======== RECORDS ========

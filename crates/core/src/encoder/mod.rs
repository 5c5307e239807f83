//! Encoding workers: the client protocol, the local ffmpeg worker and the
//! remote HTTP worker.

mod config;
mod error;
mod local;
mod remote;
mod traits;
mod types;

pub use config::{EncodingConfig, LocalEncoderConfig, RemoteWorkerConfig};
pub use error::EncoderError;
pub use local::LocalEncoderClient;
pub use remote::RemoteEncoderClient;
pub use traits::EncodingWorkerClient;
pub use types::{
    pick_accel, AudioCodec, Container, EncodeHandle, EncodeParams, EncodePoll, EncodeRequest,
    EncodeStatus, VideoCodec,
};
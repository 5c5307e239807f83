//! Prometheus metrics for core components.
//!
//! This module provides metrics for:
//! - Stage executions and their duration
//! - Retry decisions, fallbacks and transport errors
//! - Job outcomes and worker liveness

use once_cell::sync::Lazy;
use prometheus::{HistogramOpts, HistogramVec, IntCounter, IntCounterVec, Opts};

// =============================================================================
// Stage Metrics
// =============================================================================

/// Stage executions by stage and result.
pub static STAGE_EXECUTIONS: Lazy<IntCounterVec> = Lazy::new(|| {
    IntCounterVec::new(
        Opts::new(
            "mediarelay_stage_executions_total",
            "Total stage executions",
        ),
        &["stage", "result"], // "success", "failure", "cancelled"
    )
    .unwrap()
});

/// Stage execution duration in seconds.
pub static STAGE_DURATION: Lazy<HistogramVec> = Lazy::new(|| {
    HistogramVec::new(
        HistogramOpts::new(
            "mediarelay_stage_duration_seconds",
            "Duration of a single stage execution",
        )
        .buckets(vec![
            0.1, 0.5, 1.0, 5.0, 15.0, 60.0, 300.0, 900.0, 1800.0, 3600.0, 7200.0,
        ]),
        &["stage"],
    )
    .unwrap()
});

/// Encode dispatches by worker class.
pub static ENCODE_DISPATCHES: Lazy<IntCounterVec> = Lazy::new(|| {
    IntCounterVec::new(
        Opts::new(
            "mediarelay_encode_dispatches_total",
            "Encode dispatches by worker class",
        ),
        &["class"],
    )
    .unwrap()
});

// =============================================================================
// Retry Metrics
// =============================================================================

/// Retry policy decisions.
pub static RETRY_DECISIONS: Lazy<IntCounterVec> = Lazy::new(|| {
    IntCounterVec::new(
        Opts::new(
            "mediarelay_retry_decisions_total",
            "Retry policy decisions by stage",
        ),
        &["stage", "decision"],
    )
    .unwrap()
});

/// Worker class fallbacks applied.
pub static FALLBACKS_APPLIED: Lazy<IntCounter> = Lazy::new(|| {
    IntCounter::new(
        "mediarelay_fallbacks_applied_total",
        "Encode worker class fallbacks applied",
    )
    .unwrap()
});

/// Transport errors talking to encoding workers.
pub static TRANSPORT_ERRORS: Lazy<IntCounterVec> = Lazy::new(|| {
    IntCounterVec::new(
        Opts::new(
            "mediarelay_transport_errors_total",
            "Transport errors by worker",
        ),
        &["worker"],
    )
    .unwrap()
});

// =============================================================================
// Job & Worker Metrics
// =============================================================================

/// Jobs reaching a terminal state.
pub static JOBS_FINISHED: Lazy<IntCounterVec> = Lazy::new(|| {
    IntCounterVec::new(
        Opts::new("mediarelay_jobs_finished_total", "Jobs reaching a terminal state"),
        &["result", "error_kind"], // result: "done", "failed"
    )
    .unwrap()
});

/// Worker liveness transitions.
pub static WORKER_LIVENESS_CHANGES: Lazy<IntCounterVec> = Lazy::new(|| {
    IntCounterVec::new(
        Opts::new(
            "mediarelay_worker_liveness_changes_total",
            "Worker liveness transitions",
        ),
        &["worker", "to"],
    )
    .unwrap()
});

// =============================================================================
// Helper functions
// =============================================================================

/// Get all core metrics for registration in a registry.
pub fn all_metrics() -> Vec<Box<dyn prometheus::core::Collector>> {
    vec![
        // Stages
        Box::new(STAGE_EXECUTIONS.clone()),
        Box::new(STAGE_DURATION.clone()),
        Box::new(ENCODE_DISPATCHES.clone()),
        // Retry
        Box::new(RETRY_DECISIONS.clone()),
        Box::new(FALLBACKS_APPLIED.clone()),
        Box::new(TRANSPORT_ERRORS.clone()),
        // Jobs and workers
        Box::new(JOBS_FINISHED.clone()),
        Box::new(WORKER_LIVENESS_CHANGES.clone()),
    ]
}
mod loader;
mod types;
mod validate;

pub use loader::{load_config, load_config_from_str};
pub use types::*;
pub use validate::validate_config;

use thiserror::Error;

#[derive(Debug, Error)]
pub enum ConfigError {
    #[error("Configuration file not found: {0}")]
    FileNotFound(String),

    #[error("Failed to parse configuration: {0}")]
    ParseError(String),

    #[error("Configuration validation failed: {0}")]
    ValidationError(String),
}
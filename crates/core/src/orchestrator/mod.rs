//! Pipeline orchestrator.
//!
//! Moves jobs through Acquire, Extract, Encode, Identify and Organize,
//! applying the retry policy and dispatching encodes to workers.

mod config;
mod dispatch;
mod runner;
mod scheduler;
mod types;

pub use config::{OrchestratorConfig, StageConcurrency};
pub use dispatch::drive_encode;
pub use runner::PipelineOrchestrator;
pub use scheduler::{PipelineScheduler, SchedulerSettings};
pub use types::{
    Dispatch, DispatchReport, DispatchWork, OrchestratorError, OrchestratorStatus, ProgressUpdate,
};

========

WHAT YOU NEED TO DO> Transcribe the data. Leave every line exactly as it is.

OUTPUT FOR THIS TASK>
filename crates/core/src/encoder/mod.rs
repository 5c5307e239807f83
//! Encoding workers: the client protocol, the local ffmpeg worker and the
//! remote HTTP worker.

mod config;
mod error;
mod local;
mod remote;
mod traits;
mod types;

pub use config::{EncodingConfig, LocalEncoderConfig, RemoteWorkerConfig};
pub use error::EncoderError;
pub use local::LocalEncoderClient;
pub use remote::RemoteEncoderClient;
pub use traits::EncodingWorkerClient;
pub use types::{
    pick_accel, AudioCodec, Container, EncodeHandle, EncodeParams, EncodePoll, EncodeRequest,
    EncodeStatus, VideoCodec,
};
repository 5c5307e239807f83
//! Prometheus metrics for core components.
//!
//! This module provides metrics for:
//! - Stage executions and their duration
//! - Retry decisions, fallbacks and transport errors
//! - Job outcomes and worker liveness

use once_cell::sync::Lazy;
use prometheus::{HistogramOpts, HistogramVec, IntCounter, IntCounterVec, Opts};

// =============================================================================
// Stage Metrics
// =============================================================================

/// Stage executions by stage and result.
pub static STAGE_EXECUTIONS: Lazy<IntCounterVec> = Lazy::new(|| {
    IntCounterVec::new(
        Opts::new(
            "mediarelay_stage_executions_total",
            "Total stage executions",
        ),
        &["stage", "result"], // "success", "failure", "cancelled"
    )
    .unwrap()
});

/// Stage execution duration in seconds.
pub static STAGE_DURATION: Lazy<HistogramVec> = Lazy::new(|| {
    HistogramVec::new(
        HistogramOpts::new(
            "mediarelay_stage_duration_seconds",
            "Duration of a single stage execution",
        )
        .buckets(vec![
            0.1, 0.5, 1.0, 5.0, 15.0, 60.0, 300.0, 900.0, 1800.0, 3600.0, 7200.0,
        ]),
        &["stage"],
    )
    .unwrap()
});

/// Encode dispatches by worker class.
pub static ENCODE_DISPATCHES: Lazy<IntCounterVec> = Lazy::new(|| {
    IntCounterVec::new(
        Opts::new(
            "mediarelay_encode_dispatches_total",
            "Encode dispatches by worker class",
        ),
        &["class"],
    )
    .unwrap()
});

// =============================================================================
// Retry Metrics
// =============================================================================

/// Retry policy decisions.
pub static RETRY_DECISIONS: Lazy<IntCounterVec> = Lazy::new(|| {
    IntCounterVec::new(
        Opts::new(
            "mediarelay_retry_decisions_total",
            "Retry policy decisions by stage",
        ),
        &["stage", "decision"],
    )
    .unwrap()
});

/// Worker class fallbacks applied.
pub static FALLBACKS_APPLIED: Lazy<IntCounter> = Lazy::new(|| {
    IntCounter::new(
        "mediarelay_fallbacks_applied_total",
        "Encode worker class fallbacks applied",
    )
    .unwrap()
});

/// Transport errors talking to encoding workers.
pub static TRANSPORT_ERRORS: Lazy<IntCounterVec> = Lazy::new(|| {
    IntCounterVec::new(
        Opts::new(
            "mediarelay_transport_errors_total",
            "Transport errors by worker",
        ),
        &["worker"],
    )
    .unwrap()
});

// =============================================================================
// Job & Worker Metrics
// =============================================================================

/// Jobs reaching a terminal state.
pub static JOBS_FINISHED: Lazy<IntCounterVec> = Lazy::new(|| {
    IntCounterVec::new(
        Opts::new("mediarelay_jobs_finished_total", "Jobs reaching a terminal state"),
        &["result", "error_kind"], // result: "done", "failed"
    )
    .unwrap()
});

/// Worker liveness transitions.
pub static WORKER_LIVENESS_CHANGES: Lazy<IntCounterVec> = Lazy::new(|| {
    IntCounterVec::new(
        Opts::new(
            "mediarelay_worker_liveness_changes_total",
            "Worker liveness transitions",
        ),
        &["worker", "to"],
    )
    .unwrap()
});

// =============================================================================
// Helper functions
// =============================================================================

/// Get all core metrics for registration in a registry.
pub fn all_metrics() -> Vec<Box<dyn prometheus::core::Collector>> {
    vec![
        // Stages
        Box::new(STAGE_EXECUTIONS.clone()),
        Box::new(STAGE_DURATION.clone()),
        Box::new(ENCODE_DISPATCHES.clone()),
        // Retry
        Box::new(RETRY_DECISIONS.clone()),
        Box::new(FALLBACKS_APPLIED.clone()),
        Box::new(TRANSPORT_ERRORS.clone()),
        // Jobs and workers
        Box::new(JOBS_FINISHED.clone()),
        Box::new(WORKER_LIVENESS_CHANGES.clone()),
    ]
}
mod loader;
mod types;
mod validate;

pub use loader::{load_config, load_config_from_str};
pub use types::*;
pub use validate::validate_config;

use thiserror::Error;

#[derive(Debug, Error)]
pub enum ConfigError {
    #[error("Configuration file not found: {0}")]
    FileNotFound(String),

    #[error("Failed to parse configuration: {0}")]
    ParseError(String),

    #[error("Configuration validation failed: {0}")]
    ValidationError(String),
}
filename crates/core/src/orchestrator/mod.rs
//! Pipeline orchestrator.
//!
//! Moves jobs through Acquire, Extract, Encode, Identify and Organize,
//! applying the retry policy and dispatching encodes to workers.

mod config;
mod dispatch;
mod runner;
mod scheduler;
mod types;

pub use config::{OrchestratorConfig, StageConcurrency};
pub use dispatch::drive_encode;
pub use runner::PipelineOrchestrator;
pub use scheduler::{PipelineScheduler, SchedulerSettings};
pub use types::{
    Dispatch, DispatchReport, DispatchWork, OrchestratorError, OrchestratorStatus, ProgressUpdate,
};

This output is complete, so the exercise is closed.